• Work request
Restate, word for word, every line of the data.

• Available data
Segment Open
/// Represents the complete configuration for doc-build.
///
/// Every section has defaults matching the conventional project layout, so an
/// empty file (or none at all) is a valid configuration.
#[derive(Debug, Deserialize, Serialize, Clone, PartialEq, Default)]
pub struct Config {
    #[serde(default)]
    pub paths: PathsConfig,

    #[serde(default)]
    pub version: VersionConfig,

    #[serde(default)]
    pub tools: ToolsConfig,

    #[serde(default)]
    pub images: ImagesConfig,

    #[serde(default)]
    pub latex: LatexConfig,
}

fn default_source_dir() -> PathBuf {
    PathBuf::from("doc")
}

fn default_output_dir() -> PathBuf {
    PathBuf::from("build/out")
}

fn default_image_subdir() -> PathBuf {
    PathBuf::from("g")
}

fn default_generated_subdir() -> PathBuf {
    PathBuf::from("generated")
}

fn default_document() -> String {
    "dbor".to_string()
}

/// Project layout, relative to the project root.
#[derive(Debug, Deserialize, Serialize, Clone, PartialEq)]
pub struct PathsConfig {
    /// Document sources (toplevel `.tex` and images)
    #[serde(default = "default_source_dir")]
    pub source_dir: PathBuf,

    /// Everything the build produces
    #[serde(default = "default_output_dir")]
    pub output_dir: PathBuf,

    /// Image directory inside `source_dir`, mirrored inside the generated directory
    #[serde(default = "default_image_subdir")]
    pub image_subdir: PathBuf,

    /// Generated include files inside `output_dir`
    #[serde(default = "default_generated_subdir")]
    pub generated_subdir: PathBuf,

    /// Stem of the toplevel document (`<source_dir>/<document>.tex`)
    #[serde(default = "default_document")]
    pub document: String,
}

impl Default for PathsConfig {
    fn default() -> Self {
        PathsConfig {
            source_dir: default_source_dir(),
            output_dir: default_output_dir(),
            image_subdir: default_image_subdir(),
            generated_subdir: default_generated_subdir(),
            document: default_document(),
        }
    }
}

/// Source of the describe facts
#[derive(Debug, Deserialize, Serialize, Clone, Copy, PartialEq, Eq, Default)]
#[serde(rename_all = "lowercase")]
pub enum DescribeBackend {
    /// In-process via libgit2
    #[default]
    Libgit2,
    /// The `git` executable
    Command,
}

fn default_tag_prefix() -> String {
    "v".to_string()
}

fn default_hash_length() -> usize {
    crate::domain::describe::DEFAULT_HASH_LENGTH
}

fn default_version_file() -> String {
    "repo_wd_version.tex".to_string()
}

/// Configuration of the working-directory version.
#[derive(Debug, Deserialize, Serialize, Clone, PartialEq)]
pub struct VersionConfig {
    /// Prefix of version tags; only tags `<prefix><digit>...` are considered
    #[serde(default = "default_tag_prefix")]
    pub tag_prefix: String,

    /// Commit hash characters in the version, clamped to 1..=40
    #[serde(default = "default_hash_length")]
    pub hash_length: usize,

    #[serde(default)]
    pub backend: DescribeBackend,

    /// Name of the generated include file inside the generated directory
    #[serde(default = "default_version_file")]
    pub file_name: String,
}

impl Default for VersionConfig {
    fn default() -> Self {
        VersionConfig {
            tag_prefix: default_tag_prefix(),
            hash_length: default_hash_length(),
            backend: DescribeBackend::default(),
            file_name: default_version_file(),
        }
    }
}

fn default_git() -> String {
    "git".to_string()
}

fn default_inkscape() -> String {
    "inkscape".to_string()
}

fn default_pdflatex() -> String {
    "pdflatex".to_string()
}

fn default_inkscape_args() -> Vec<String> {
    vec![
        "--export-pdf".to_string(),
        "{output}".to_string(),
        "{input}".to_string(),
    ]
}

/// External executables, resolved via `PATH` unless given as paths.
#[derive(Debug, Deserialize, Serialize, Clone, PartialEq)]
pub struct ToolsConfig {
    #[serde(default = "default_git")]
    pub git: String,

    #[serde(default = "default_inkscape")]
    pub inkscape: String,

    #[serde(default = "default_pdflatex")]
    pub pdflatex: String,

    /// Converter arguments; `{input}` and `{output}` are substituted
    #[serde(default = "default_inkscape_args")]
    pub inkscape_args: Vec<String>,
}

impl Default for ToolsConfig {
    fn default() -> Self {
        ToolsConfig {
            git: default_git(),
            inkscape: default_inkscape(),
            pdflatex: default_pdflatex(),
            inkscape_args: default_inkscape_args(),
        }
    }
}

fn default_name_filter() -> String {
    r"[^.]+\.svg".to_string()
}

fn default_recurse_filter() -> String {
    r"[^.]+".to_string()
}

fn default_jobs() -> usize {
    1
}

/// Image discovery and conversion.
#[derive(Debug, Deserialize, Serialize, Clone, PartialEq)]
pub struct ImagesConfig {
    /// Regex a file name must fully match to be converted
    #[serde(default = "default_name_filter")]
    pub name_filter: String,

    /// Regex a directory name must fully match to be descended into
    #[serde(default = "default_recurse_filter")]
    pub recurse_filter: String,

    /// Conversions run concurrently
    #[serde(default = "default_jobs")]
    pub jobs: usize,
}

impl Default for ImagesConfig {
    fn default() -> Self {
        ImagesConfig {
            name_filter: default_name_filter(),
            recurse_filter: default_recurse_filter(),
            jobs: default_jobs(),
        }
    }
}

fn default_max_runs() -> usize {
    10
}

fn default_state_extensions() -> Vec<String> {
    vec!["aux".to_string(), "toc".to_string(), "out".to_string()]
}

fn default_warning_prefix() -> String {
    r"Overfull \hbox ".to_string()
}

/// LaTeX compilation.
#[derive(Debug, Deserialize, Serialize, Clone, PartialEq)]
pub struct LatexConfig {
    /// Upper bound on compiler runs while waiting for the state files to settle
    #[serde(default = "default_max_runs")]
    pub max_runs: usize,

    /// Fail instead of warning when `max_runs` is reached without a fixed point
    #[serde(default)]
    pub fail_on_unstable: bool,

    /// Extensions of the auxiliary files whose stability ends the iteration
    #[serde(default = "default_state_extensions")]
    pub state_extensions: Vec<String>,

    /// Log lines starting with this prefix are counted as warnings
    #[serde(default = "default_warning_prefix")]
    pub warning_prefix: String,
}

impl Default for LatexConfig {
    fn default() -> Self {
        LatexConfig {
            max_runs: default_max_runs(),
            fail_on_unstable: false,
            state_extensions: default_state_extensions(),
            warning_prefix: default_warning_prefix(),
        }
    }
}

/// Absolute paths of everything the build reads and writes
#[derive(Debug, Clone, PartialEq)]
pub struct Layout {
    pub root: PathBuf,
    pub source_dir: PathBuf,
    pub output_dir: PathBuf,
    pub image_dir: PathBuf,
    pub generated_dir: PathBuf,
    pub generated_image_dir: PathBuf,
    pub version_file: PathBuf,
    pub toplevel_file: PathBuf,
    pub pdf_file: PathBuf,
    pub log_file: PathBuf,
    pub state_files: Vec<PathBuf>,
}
Segment Closed
• Reply
/// Represents the complete configuration for doc-build.
///
/// Every section has defaults matching the conventional project layout, so an
/// empty file (or none at all) is a valid configuration.
#[derive(Debug, Deserialize, Serialize, Clone, PartialEq, Default)]
pub struct Config {
    #[serde(default)]
    pub paths: PathsConfig,

    #[serde(default)]
    pub version: VersionConfig,

    #[serde(default)]
    pub tools: ToolsConfig,

    #[serde(default)]
    pub images: ImagesConfig,

    #[serde(default)]
    pub latex: LatexConfig,
}

fn default_source_dir() -> PathBuf {
    PathBuf::from("doc")
}

fn default_output_dir() -> PathBuf {
    PathBuf::from("build/out")
}

fn default_image_subdir() -> PathBuf {
    PathBuf::from("g")
}

fn default_generated_subdir() -> PathBuf {
    PathBuf::from("generated")
}

fn default_document() -> String {
    "dbor".to_string()
}

/// Project layout, relative to the project root.
#[derive(Debug, Deserialize, Serialize, Clone, PartialEq)]
pub struct PathsConfig {
    /// Document sources (toplevel `.tex` and images)
    #[serde(default = "default_source_dir")]
    pub source_dir: PathBuf,

    /// Everything the build produces
    #[serde(default = "default_output_dir")]
    pub output_dir: PathBuf,

    /// Image directory inside `source_dir`, mirrored inside the generated directory
    #[serde(default = "default_image_subdir")]
    pub image_subdir: PathBuf,

    /// Generated include files inside `output_dir`
    #[serde(default = "default_generated_subdir")]
    pub generated_subdir: PathBuf,

    /// Stem of the toplevel document (`<source_dir>/<document>.tex`)
    #[serde(default = "default_document")]
    pub document: String,
}

impl Default for PathsConfig {
    fn default() -> Self {
        PathsConfig {
            source_dir: default_source_dir(),
            output_dir: default_output_dir(),
            image_subdir: default_image_subdir(),
            generated_subdir: default_generated_subdir(),
            document: default_document(),
        }
    }
}

/// Source of the describe facts
#[derive(Debug, Deserialize, Serialize, Clone, Copy, PartialEq, Eq, Default)]
#[serde(rename_all = "lowercase")]
pub enum DescribeBackend {
    /// In-process via libgit2
    #[default]
    Libgit2,
    /// The `git` executable
    Command,
}

fn default_tag_prefix() -> String {
    "v".to_string()
}

fn default_hash_length() -> usize {
    crate::domain::describe::DEFAULT_HASH_LENGTH
}

fn default_version_file() -> String {
    "repo_wd_version.tex".to_string()
}

/// Configuration of the working-directory version.
#[derive(Debug, Deserialize, Serialize, Clone, PartialEq)]
pub struct VersionConfig {
    /// Prefix of version tags; only tags `<prefix><digit>...` are considered
    #[serde(default = "default_tag_prefix")]
    pub tag_prefix: String,

    /// Commit hash characters in the version, clamped to 1..=40
    #[serde(default = "default_hash_length")]
    pub hash_length: usize,

    #[serde(default)]
    pub backend: DescribeBackend,

    /// Name of the generated include file inside the generated directory
    #[serde(default = "default_version_file")]
    pub file_name: String,
}

impl Default for VersionConfig {
    fn default() -> Self {
        VersionConfig {
            tag_prefix: default_tag_prefix(),
            hash_length: default_hash_length(),
            backend: DescribeBackend::default(),
            file_name: default_version_file(),
        }
    }
}

fn default_git() -> String {
    "git".to_string()
}

fn default_inkscape() -> String {
    "inkscape".to_string()
}

fn default_pdflatex() -> String {
    "pdflatex".to_string()
}

fn default_inkscape_args() -> Vec<String> {
    vec![
        "--export-pdf".to_string(),
        "{output}".to_string(),
        "{input}".to_string(),
    ]
}

/// External executables, resolved via `PATH` unless given as paths.
#[derive(Debug, Deserialize, Serialize, Clone, PartialEq)]
pub struct ToolsConfig {
    #[serde(default = "default_git")]
    pub git: String,

    #[serde(default = "default_inkscape")]
    pub inkscape: String,

    #[serde(default = "default_pdflatex")]
    pub pdflatex: String,

    /// Converter arguments; `{input}` and `{output}` are substituted
    #[serde(default = "default_inkscape_args")]
    pub inkscape_args: Vec<String>,
}

impl Default for ToolsConfig {
    fn default() -> Self {
        ToolsConfig {
            git: default_git(),
            inkscape: default_inkscape(),
            pdflatex: default_pdflatex(),
            inkscape_args: default_inkscape_args(),
        }
    }
}

fn default_name_filter() -> String {
    r"[^.]+\.svg".to_string()
}

fn default_recurse_filter() -> String {
    r"[^.]+".to_string()
}

fn default_jobs() -> usize {
    1
}

/// Image discovery and conversion.
#[derive(Debug, Deserialize, Serialize, Clone, PartialEq)]
pub struct ImagesConfig {
    /// Regex a file name must fully match to be converted
    #[serde(default = "default_name_filter")]
    pub name_filter: String,

    /// Regex a directory name must fully match to be descended into
    #[serde(default = "default_recurse_filter")]
    pub recurse_filter: String,

    /// Conversions run concurrently
    #[serde(default = "default_jobs")]
    pub jobs: usize,
}

impl Default for ImagesConfig {
    fn default() -> Self {
        ImagesConfig {
            name_filter: default_name_filter(),
            recurse_filter: default_recurse_filter(),
            jobs: default_jobs(),
        }
    }
}

fn default_max_runs() -> usize {
    10
}

fn default_state_extensions() -> Vec<String> {
    vec!["aux".to_string(), "toc".to_string(), "out".to_string()]
}

fn default_warning_prefix() -> String {
    r"Overfull \hbox ".to_string()
}

/// LaTeX compilation.
#[derive(Debug, Deserialize, Serialize, Clone, PartialEq)]
pub struct LatexConfig {
    /// Upper bound on compiler runs while waiting for the state files to settle
    #[serde(default = "default_max_runs")]
    pub max_runs: usize,

    /// Fail instead of warning when `max_runs` is reached without a fixed point
    #[serde(default)]
    pub fail_on_unstable: bool,

    /// Extensions of the auxiliary files whose stability ends the iteration
    #[serde(default = "default_state_extensions")]
    pub state_extensions: Vec<String>,

    /// Log lines starting with this prefix are counted as warnings
    #[serde(default = "default_warning_prefix")]
    pub warning_prefix: String,
}

impl Default for LatexConfig {
    fn default() -> Self {
        LatexConfig {
            max_runs: default_max_runs(),
            fail_on_unstable: false,
            state_extensions: default_state_extensions(),
            warning_prefix: default_warning_prefix(),
        }
    }
}

/// Absolute paths of everything the build reads and writes
#[derive(Debug, Clone, PartialEq)]
pub struct Layout {
    pub root: PathBuf,
    pub source_dir: PathBuf,
    pub output_dir: PathBuf,
    pub image_dir: PathBuf,
    pub generated_dir: PathBuf,
    pub generated_image_dir: PathBuf,
    pub version_file: PathBuf,
    pub toplevel_file: PathBuf,
    pub pdf_file: PathBuf,
    pub log_file: PathBuf,
    pub state_files: Vec<PathBuf>,
}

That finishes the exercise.